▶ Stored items
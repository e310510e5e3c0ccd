//! Layout bootstrap executed on every navigation.
//!
//! Each load builds a fresh auth client for the request, resolves the session,
//! and keeps the profile's denormalised email equal to the session email. The
//! read-then-write is not atomic: two concurrent loads for the same user may
//! both write, and the last write wins.

use std::sync::Arc;

use serde_json::json;
use tracing::{debug, info, warn};

use super::ports::{
    AuthClient, AuthClientError, AuthClientFactory, ProfileStoreError, RequestCredentials,
};
use super::{AuthSession, Error};

/// Result of one layout load.
///
/// The client is returned so later work in the same request can reuse the
/// request-scoped credentials.
pub struct LayoutData {
    /// Auth client bound to the request's credentials.
    pub client: Arc<dyn AuthClient>,
    /// Current session, or `None` for anonymous requests.
    pub session: Option<AuthSession>,
}

/// What the profile email sync did.
#[derive(Debug, Clone, Copy, PartialEq, Eq)]
pub enum ProfileSyncOutcome {
    /// Stored email already matched the session.
    Unchanged,
    /// Stored email was overwritten with the session email.
    Updated,
    /// No single profile row exists for the user.
    ProfileMissing,
    /// The session carries no email to copy.
    SessionEmailMissing,
}

/// Failures that abort a layout load.
#[derive(Debug, Clone, PartialEq, Eq, thiserror::Error)]
pub enum LayoutLoadError {
    /// The auth provider could not resolve the session.
    #[error("session lookup failed: {0}")]
    AuthUnavailable(#[source] AuthClientError),
    /// The profile read or update failed.
    #[error("profile email sync failed: {0}")]
    ProfileStoreUnavailable(#[source] ProfileStoreError),
}

impl From<LayoutLoadError> for Error {
    fn from(value: LayoutLoadError) -> Self {
        match value {
            LayoutLoadError::AuthUnavailable(_) => {
                Self::service_unavailable("auth provider unavailable")
                    .with_details(json!({ "source": "auth" }))
            }
            LayoutLoadError::ProfileStoreUnavailable(_) => {
                Self::service_unavailable("profile store unavailable")
                    .with_details(json!({ "source": "profile_store" }))
            }
        }
    }
}

/// Bring the stored profile email in line with the session email.
///
/// Issues at most one update, and only when a profile row exists and its email
/// differs from the session's.
///
/// # Errors
/// Propagates [`ProfileStoreError`] from the read or the update.
pub async fn sync_profile_email(
    client: &dyn AuthClient,
    session: &AuthSession,
) -> Result<ProfileSyncOutcome, ProfileStoreError> {
    let user_id = session.user_id();
    let Some(auth_email) = session.email() else {
        return Ok(ProfileSyncOutcome::SessionEmailMissing);
    };

    let Some(profile) = client.profile(user_id).await? else {
        return Ok(ProfileSyncOutcome::ProfileMissing);
    };

    if profile.email.as_deref() == Some(auth_email) {
        return Ok(ProfileSyncOutcome::Unchanged);
    }

    client.update_profile_email(user_id, auth_email).await?;
    Ok(ProfileSyncOutcome::Updated)
}

/// Runs the layout bootstrap for one request.
#[derive(Clone)]
pub struct LayoutLoader {
    clients: Arc<dyn AuthClientFactory>,
}

impl LayoutLoader {
    /// Build a loader drawing request-scoped clients from `clients`.
    pub fn new(clients: Arc<dyn AuthClientFactory>) -> Self {
        Self { clients }
    }

    /// Resolve the session and sync the profile email.
    ///
    /// # Errors
    /// [`LayoutLoadError::AuthUnavailable`] when the session lookup fails and
    /// [`LayoutLoadError::ProfileStoreUnavailable`] when the profile read or
    /// update fails. A missing session is not an error.
    pub async fn load(&self, credentials: RequestCredentials) -> Result<LayoutData, LayoutLoadError> {
        let client = self.clients.for_request(credentials);
        let session = client.current_session().await.map_err(|error| {
            warn!(%error, "session lookup failed");
            LayoutLoadError::AuthUnavailable(error)
        })?;

        let Some(session) = session else {
            debug!("no active session");
            return Ok(LayoutData {
                client,
                session: None,
            });
        };

        let outcome = sync_profile_email(client.as_ref(), &session)
            .await
            .map_err(|error| {
                warn!(%error, user_id = %session.user_id(), "profile email sync failed");
                LayoutLoadError::ProfileStoreUnavailable(error)
            })?;
        match outcome {
            ProfileSyncOutcome::Updated => {
                info!(user_id = %session.user_id(), "profile email updated from session");
            }
            other => debug!(user_id = %session.user_id(), outcome = ?other, "profile email sync"),
        }

        Ok(LayoutData {
            client,
            session: Some(session),
        })
    }
}
//! Pokémon API outbound adapter.
//!
//! A thin HTTP implementation of the `PokemonSource` port against PokeAPI v2.

mod dto;
mod http_source;

pub use http_source::{DEFAULT_POKEAPI_BASE_URL, PokeApiHttpSource};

▶ Work to complete
Reprint the entries above in full, exactly as they are.

▶ Response box
repository e310510e5e3c0ccd
//! Layout bootstrap executed on every navigation.
//!
//! Each load builds a fresh auth client for the request, resolves the session,
//! and keeps the profile's denormalised email equal to the session email. The
//! read-then-write is not atomic: two concurrent loads for the same user may
//! both write, and the last write wins.

use std::sync::Arc;

use serde_json::json;
use tracing::{debug, info, warn};

use super::ports::{
    AuthClient, AuthClientError, AuthClientFactory, ProfileStoreError, RequestCredentials,
};
use super::{AuthSession, Error};

/// Result of one layout load.
///
/// The client is returned so later work in the same request can reuse the
/// request-scoped credentials.
pub struct LayoutData {
    /// Auth client bound to the request's credentials.
    pub client: Arc<dyn AuthClient>,
    /// Current session, or `None` for anonymous requests.
    pub session: Option<AuthSession>,
}

/// What the profile email sync did.
#[derive(Debug, Clone, Copy, PartialEq, Eq)]
pub enum ProfileSyncOutcome {
    /// Stored email already matched the session.
    Unchanged,
    /// Stored email was overwritten with the session email.
    Updated,
    /// No single profile row exists for the user.
    ProfileMissing,
    /// The session carries no email to copy.
    SessionEmailMissing,
}

/// Failures that abort a layout load.
#[derive(Debug, Clone, PartialEq, Eq, thiserror::Error)]
pub enum LayoutLoadError {
    /// The auth provider could not resolve the session.
    #[error("session lookup failed: {0}")]
    AuthUnavailable(#[source] AuthClientError),
    /// The profile read or update failed.
    #[error("profile email sync failed: {0}")]
    ProfileStoreUnavailable(#[source] ProfileStoreError),
}

impl From<LayoutLoadError> for Error {
    fn from(value: LayoutLoadError) -> Self {
        match value {
            LayoutLoadError::AuthUnavailable(_) => {
                Self::service_unavailable("auth provider unavailable")
                    .with_details(json!({ "source": "auth" }))
            }
            LayoutLoadError::ProfileStoreUnavailable(_) => {
                Self::service_unavailable("profile store unavailable")
                    .with_details(json!({ "source": "profile_store" }))
            }
        }
    }
}

/// Bring the stored profile email in line with the session email.
///
/// Issues at most one update, and only when a profile row exists and its email
/// differs from the session's.
///
/// # Errors
/// Propagates [`ProfileStoreError`] from the read or the update.
pub async fn sync_profile_email(
    client: &dyn AuthClient,
    session: &AuthSession,
) -> Result<ProfileSyncOutcome, ProfileStoreError> {
    let user_id = session.user_id();
    let Some(auth_email) = session.email() else {
        return Ok(ProfileSyncOutcome::SessionEmailMissing);
    };

    let Some(profile) = client.profile(user_id).await? else {
        return Ok(ProfileSyncOutcome::ProfileMissing);
    };

    if profile.email.as_deref() == Some(auth_email) {
        return Ok(ProfileSyncOutcome::Unchanged);
    }

    client.update_profile_email(user_id, auth_email).await?;
    Ok(ProfileSyncOutcome::Updated)
}

/// Runs the layout bootstrap for one request.
#[derive(Clone)]
pub struct LayoutLoader {
    clients: Arc<dyn AuthClientFactory>,
}

impl LayoutLoader {
    /// Build a loader drawing request-scoped clients from `clients`.
    pub fn new(clients: Arc<dyn AuthClientFactory>) -> Self {
        Self { clients }
    }

    /// Resolve the session and sync the profile email.
    ///
    /// # Errors
    /// [`LayoutLoadError::AuthUnavailable`] when the session lookup fails and
    /// [`LayoutLoadError::ProfileStoreUnavailable`] when the profile read or
    /// update fails. A missing session is not an error.
    pub async fn load(&self, credentials: RequestCredentials) -> Result<LayoutData, LayoutLoadError> {
        let client = self.clients.for_request(credentials);
        let session = client.current_session().await.map_err(|error| {
            warn!(%error, "session lookup failed");
            LayoutLoadError::AuthUnavailable(error)
        })?;

        let Some(session) = session else {
            debug!("no active session");
            return Ok(LayoutData {
                client,
                session: None,
            });
        };

        let outcome = sync_profile_email(client.as_ref(), &session)
            .await
            .map_err(|error| {
                warn!(%error, user_id = %session.user_id(), "profile email sync failed");
                LayoutLoadError::ProfileStoreUnavailable(error)
            })?;
        match outcome {
            ProfileSyncOutcome::Updated => {
                info!(user_id = %session.user_id(), "profile email updated from session");
            }
            other => debug!(user_id = %session.user_id(), outcome = ?other, "profile email sync"),
        }

        Ok(LayoutData {
            client,
            session: Some(session),
        })
    }
}
//! Pokémon API outbound adapter.
//!
//! A thin HTTP implementation of the `PokemonSource` port against PokeAPI v2.

mod dto;
mod http_source;

pub use http_source::{DEFAULT_POKEAPI_BASE_URL, PokeApiHttpSource};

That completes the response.